- _What this task involves_:
Only the lines from the top of the data through the line containing "pub mod s3_store;" should be duplicated, exactly as they appear.

Stored items:
________
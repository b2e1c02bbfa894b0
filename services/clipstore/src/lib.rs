//! Video upload processing and storage addressing.
//!
//! An upload is staged to disk, classified by aspect ratio with ffprobe,
//! remuxed for faststart playback with ffmpeg and stored in object storage
//! under a key derived from its classification. Stored assets carry a
//! `bucket,key` locator that is turned into a presigned URL on every read.

pub mod assets;
pub mod classifier;
pub mod config;
pub mod error;
pub mod keys;
pub mod locator;
pub mod media_tools;
pub mod object_store;
pub mod optimizer;
pub mod pipeline;
pub mod s3_store;
pub mod signer;
pub mod staging;

pub use assets::{AssetRepository, InMemoryAssetRepository, MediaAsset};
pub use classifier::{classify_dimensions, AspectClassifier, Classification};
pub use config::Config;
pub use error::{Error, Result};
pub use keys::{KeyDeriver, RandomSource};
pub use locator::Locator;
pub use media_tools::{FakeMediaTools, FfmpegTools, MediaTools};
pub use object_store::{InMemoryObjectStore, ObjectStore, RetryingObjectStore, StorageError};
pub use pipeline::{UploadRequest, VideoPipeline};
pub use s3_store::S3ObjectStore;
pub use signer::{SignedUrl, UrlSigner};
pub use staging::{StagedFile, StagingArea};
________
- _Expected output_:
repository b2e1c02bbfa894b0
filename services/clipstore/src/lib.rs
//! Video upload processing and storage addressing.
//!
//! An upload is staged to disk, classified by aspect ratio with ffprobe,
//! remuxed for faststart playback with ffmpeg and stored in object storage
//! under a key derived from its classification. Stored assets carry a
//! `bucket,key` locator that is turned into a presigned URL on every read.

pub mod assets;
pub mod classifier;
pub mod config;
pub mod error;
pub mod keys;
pub mod locator;
pub mod media_tools;
pub mod object_store;
pub mod optimizer;
pub mod pipeline;
pub mod s3_store;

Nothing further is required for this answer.